Rough Peace reads like a movie. You feel like you're spending genuine time with all the characters; the way they interact with others, the internal dialogue that battles in their minds when they're alone, the way they laugh and eat and pass the hours. Though there is obvious craft behind the words, Garvey never lets style or literary construction get in the way of honest emotion. Back to the movie comparison, Rough Peace recalled the moods I remember from The Godfather II, A Bronx Tale, Angela's Ashes, Brooklyn and other giant films that captured the immigrant experience, childhood innocence (and the shattering of it), and the trappings of family and community.
This is a heavy book. There were unsettling, stomach-turning events that stayed with me long after the pages were flipped. But I also remember the light air of romance with music in the background, the little jokes between characters that put smiles on their faces, and the fuzzy warmth of youth.
Don't worry about getting lost with the three different time periods. Garvey stitches it all together without confusion. You get to understanding everyone within a few paragraphs of meeting them, and you wonder about them when they're not on the page. More than wonder actually, you care about them. That's the best thing a story can do.
Rough Peace is a rich, vibrant novel with careful development of unforgettable characters and a sensitive, precise, completely absorbing creation of the environments in which their lives unfold. Thom Garvey conjures 1970s New York City with expert, nuanced perfection, and he also takes you to a southern Italy in the early 20th century that steeps your imagination in beauty and terror. You will identify with and sometimes be outraged by the flawed, vulnerable humanity of Ricky's parents, relatives, and ancestors, and like Ricky, you will want to protect them from themselves and each other, yet they will all compel your love and loyalty, and they will live inside you long after the story ends. Garvey has a remarkable sense of place and the rare ability to create a world that you -- along with the characters -- struggle against, yet feel haunted by and compelled to revisit.

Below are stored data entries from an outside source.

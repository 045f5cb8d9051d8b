//! Error taxonomy for studio operations
//!
//! Every failure that reaches a user-facing entry point is one of these.
//! Infrastructure code (config loading, file IO in the bundled collaborators)
//! stays on `anyhow` and is folded into [`StudioError::Host`] or
//! [`StudioError::Transport`] at the boundary.

use serde::Serialize;
use thiserror::Error;

use crate::host::CaptureFailure;

#[derive(Error, Debug, Clone, PartialEq, Eq)]
pub enum StudioError {
    #[error("Permission to use the camera and microphone was denied")]
    PermissionDenied,

    #[error("No capture device available: {0}")]
    DeviceUnavailable(String),

    #[error("Codec pairing not supported by the host: {0}")]
    CodecUnsupported(String),

    #[error("Transport failure: {0}")]
    Transport(String),

    #[error("Sign in required")]
    Unauthenticated,

    #[error("Operation not valid while {0}")]
    InvalidState(String),

    #[error("No finished recording to export")]
    NothingToExport,

    #[error("Host error: {0}")]
    Host(String),

    #[error("Studio is shut down")]
    Closed,
}

impl StudioError {
    pub fn kind(&self) -> ErrorKind {
        match self {
            StudioError::PermissionDenied => ErrorKind::PermissionDenied,
            StudioError::DeviceUnavailable(_) => ErrorKind::DeviceUnavailable,
            StudioError::CodecUnsupported(_) => ErrorKind::CodecUnsupported,
            StudioError::Transport(_) => ErrorKind::Transport,
            StudioError::Unauthenticated => ErrorKind::Unauthenticated,
            StudioError::InvalidState(_) | StudioError::NothingToExport => ErrorKind::InvalidState,
            StudioError::Host(_) | StudioError::Closed => ErrorKind::Host,
        }
    }
}

impl From<CaptureFailure> for StudioError {
    fn from(failure: CaptureFailure) -> Self {
        match failure {
            CaptureFailure::PermissionDenied => StudioError::PermissionDenied,
            CaptureFailure::NoDevice(reason) => StudioError::DeviceUnavailable(reason),
            CaptureFailure::Other(reason) => StudioError::Host(reason),
        }
    }
}

/// Coarse classification carried by user notices
#[derive(Debug, Clone, Copy, PartialEq, Eq, Serialize)]
#[serde(rename_all = "snake_case")]
pub enum ErrorKind {
    PermissionDenied,
    DeviceUnavailable,
    CodecUnsupported,
    Transport,
    Unauthenticated,
    InvalidState,
    Host,
}

pub type StudioResult<T> = std::result::Result<T, StudioError>;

"Rough Peace" is a breathtaking novel. I read it in two days, and it was difficult for me to put it aside once I began reading.
The plot and the characters, especially those of Ricky, Annabella and Isabella, are so real, so authentic and show such depth that I stepped back in time immediately and left for a journey back and forth between Queens and Italy.
As a silent observer, I lived their lives with them, throughout the years - a roller coaster of lives filled with pain and joy, passion and fear, desperation, longing and hope. A silent observer who often very much wished to be able to speak out, interfere, protect, fight, or simply embrace.
It has been a while that I enjoyed reading a book that much. And I’d love to know what the future will bring for Ricky…
I have just finished reading "Rough Peace," a well-crafted novel, executed with a sure hand. We are taken to dark places, Jimmy at his worst, moving places, Ricky in the funeral home, beautiful places, 1914, a small village in Italy.
"Rough Peace" held my attention throughout. The violence is real, at times too real for me. But that is testimony to the power of the writing. "Rough Peace"l does what a good novel should do. It leaves us with a heightened sense of being alive. What more could one ask for?